I read ‘Franklin is Bossy’ tonight to the kids. There’s a part where he’s fallen out with his friends and gone home to play alone and what he does epitomises the kinds of things Edward loves to do alone in his room, given the chance (or with friends), “In his room, Franklin built a castle. He made a cape to be brave in. He made shields and swords and suits of armor. He drew pictures. He played house. He read stories. He played by himself for one whole hour, and then he didn’t know what to do.” Franklin seems to be a ‘kid’ who doesn’t watch TV or play video games so I wondered if kids like these play ‘edifying’ games like that when left to their own devices!
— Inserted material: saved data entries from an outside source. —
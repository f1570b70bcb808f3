use actix_web::{web, HttpResponse};
use shared_types::{CreateTaskRequest, MessageResponse, UpdateTaskRequest};
use std::sync::Arc;
use tracing::info;

use crate::database::tasks as tasks_db;
use crate::database::Database;
use crate::error::{parse_id, ApiError};

pub async fn list_tasks(db: web::Data<Arc<Database>>) -> Result<HttpResponse, ApiError> {
    let tasks = tasks_db::list_tasks(db.async_connection.clone())
        .await
        .map_err(|e| ApiError::store("Error fetching tasks", e))?;

    Ok(HttpResponse::Ok().json(tasks))
}

pub async fn get_task(
    db: web::Data<Arc<Database>>,
    path: web::Path<String>,
) -> Result<HttpResponse, ApiError> {
    let task_id = parse_id(&path, "task")?;

    let task = tasks_db::get_task(db.async_connection.clone(), task_id)
        .await
        .map_err(|e| ApiError::store("Error fetching task", e))?;

    Ok(HttpResponse::Ok().json(task))
}

pub async fn create_task(
    db: web::Data<Arc<Database>>,
    request: web::Json<CreateTaskRequest>,
) -> Result<HttpResponse, ApiError> {
    let req = request.into_inner();

    if req.description.trim().is_empty() {
        return Err(ApiError::bad_request("Task cannot be empty"));
    }

    let task = tasks_db::insert_task(db.async_connection.clone(), &req)
        .await
        .map_err(|e| ApiError::store("Error creating task", e))?;

    info!("Created task {} due {}", task.id, task.due_date);

    Ok(HttpResponse::Ok().json(task))
}

pub async fn update_task(
    db: web::Data<Arc<Database>>,
    path: web::Path<String>,
    request: web::Json<UpdateTaskRequest>,
) -> Result<HttpResponse, ApiError> {
    let task_id = parse_id(&path, "task")?;
    let req = request.into_inner();

    let mut task = tasks_db::get_task(db.async_connection.clone(), task_id)
        .await
        .map_err(|e| ApiError::store("Error updating task", e))?;

    req.apply_to(&mut task);

    tasks_db::update_task(db.async_connection.clone(), task_id, &task)
        .await
        .map_err(|e| ApiError::store("Error updating task", e))?;

    info!("Updated task {} ({})", task_id, task.status);

    Ok(HttpResponse::Ok().json(task))
}

pub async fn delete_task(
    db: web::Data<Arc<Database>>,
    path: web::Path<String>,
) -> Result<HttpResponse, ApiError> {
    let task_id = parse_id(&path, "task")?;

    tasks_db::delete_task(db.async_connection.clone(), task_id)
        .await
        .map_err(|e| ApiError::store("Error deleting task", e))?;

    info!("Deleted task {}", task_id);

    Ok(HttpResponse::Ok().json(MessageResponse {
        message: "Task deleted".to_string(),
    }))
}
However, Franklin did play with toys, he didn’t do what ApronStringz’s kids apparently do regularly which is, “….when there are myriad designated toys littering the floor, my kids will be running around playing with a piece of cardboard and a tin can”. Since I’ve been a mother, I’ve somehow come to know that this is the ‘holy grail’ of play. If your kids can reject toys in favour of the box it came in, you have super-creative kids you can be proud of. Yikes. My kids haven’t often done this. They like their toys, the ones we’ve discussed as being worthwhile. But that’s OK. I see they love them a lot and their imaginations are fired and since we have them, and can’t apparently stop buying them, they might as well enjoy them!! So what toys have I decided we still can’t do without? I came across a cut-price ‘Logiblocs’ set. It’s not something I’ve ever heard of and I’d love to hear from anyone who has an opinion about them, but they seem to be some sort of superlative building set with a bit of robotics and automation thrown in. We’ll see. Clutter or a keeper?
What are your favourite toys and why?